Healthbridge to Apply Chapter 11 Plan to Reorganize Nursing Homes
NEWINGTON - The U.S. Bankruptcy Court in Newark, N.J., has already shielded HealthBridge Management from contempt of court sanctions, and now it has given the company the go-ahead to apply its Chapter 11 plan for reorganization for the nursing homes it manages in Newington, Danbury, Milford, Westport and Stamford.

       HealthBridge, which recently fought off U.S. District Court Judge Chatigny’s contempt of court ruling for not restoring the terms of the former labor contract when members of the New England Health Care Employees Union, District 1199 returned to work, ending a strike that began when the company halted labor negotiations and imposed new conditions two years ago, made the announcement through a press release March 5.

       “We are pleased that the Court has agreed to confirm our Chapter 11 Plan with limited modifications clearing the way for us to officially exit bankruptcy, hopefully by the end of this week,” said HealthBridge spokesman Ed Remillard in the statement. “We will exit bankruptcy having gained relief from unsustainable and restrictive SEIU labor agreements that have hamstrung the Centers’ flexibility and competitiveness. Under the Plan, the Centers will have a competitive and durable cost structure and the Centers will be well-positioned to serve the needs of our patients, maintain our 1,100 employees and compete successfully in Connecticut.”

       Under the plan, HealthBridge will see a $67 million “cash infusion” from “affiliated entities,” according to the press release. Creditors will be able to cover 75 percent on its claims, the statement said.

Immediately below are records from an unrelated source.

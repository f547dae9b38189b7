//! Product identifiers.
//!
//! Catalog IDs are opaque strings (e.g. `"acc-001"`). Cart line items are keyed
//! by the same ID, so the newtype keeps product IDs from being mixed up with
//! names or image URLs that travel alongside them in forms.

use core::fmt;

use serde::{Deserialize, Serialize};

/// A product identifier from the catalog.
///
/// # Example
///
/// ```rust
/// # use bazaar_core::ProductId;
/// let id = ProductId::new("acc-001");
/// assert_eq!(id.as_str(), "acc-001");
/// assert_eq!(id.to_string(), "acc-001");
/// ```
#[derive(Debug, Clone, PartialEq, Eq, Hash, PartialOrd, Ord, Serialize, Deserialize)]
#[serde(transparent)]
pub struct ProductId(String);

impl ProductId {
    /// Create a new ID.
    #[must_use]
    pub fn new(id: impl Into<String>) -> Self {
        Self(id.into())
    }

    /// Get the underlying string value.
    #[must_use]
    pub fn as_str(&self) -> &str {
        &self.0
    }

    /// Consume the ID and return the inner string.
    #[must_use]
    pub fn into_inner(self) -> String {
        self.0
    }
}

impl fmt::Display for ProductId {
    fn fmt(&self, f: &mut fmt::Formatter<'_>) -> fmt::Result {
        f.write_str(&self.0)
    }
}

impl From<&str> for ProductId {
    fn from(id: &str) -> Self {
        Self(id.to_owned())
    }
}

impl From<String> for ProductId {
    fn from(id: String) -> Self {
        Self(id)
    }
}

impl AsRef<str> for ProductId {
    fn as_ref(&self) -> &str {
        &self.0
    }
}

       The strike, which involved around 700 of the unionized employees working at the Connecticut centers, was prompted by HealthBridge’s decision to enact changes that included a reduced work week--from 40 hours to 37, due to the elimination of paid lunch breaks--a 50 percent cut in sick days, higher health benefit deductibles, and a switch from a former employee pension plan to a 401K.

       The National Labor Relations Board is still in court with HealthBridge, but the logic behind the restraining order issued by Judge Chatigny, requiring that the workers be offered their jobs back under the pre-strike conditions, was to ensure that salaries and benefits would not be halted throughout the entire duration of what is expected to be a lengthy legal process, said Union Spokesperson Deborah Chernoff in earlier interviews.

       After HealthBridge filed for Chapter 11 Bankruptcy, the New Jersey court suspended the injunction and then issued a series of temporary extensions that, effectively, made the move indefinite. The U.S. District Court recently ordered that the company reinstate the agreement, as well as provide back pay and benefits with interest.

       The Hartford Courant previously reported minimums of $2.3 million in losses at each of five Connecticut nursing homes from which employees went on strike in the fiscal year that ended Sept. 29, 2012. Strike preparation, including $12.5 million spent to hire replacement workers, coupled with declining revenues at the highlighted homes, contributed to the company’s financial woes, according to The Courant.

       HealthBridge was given a $5 million financing agreement aimed at preserving the necessary functions of its facilities while it undergoes Chapter 11 reorganization--a restructuring of debt that allows a business to continue operating.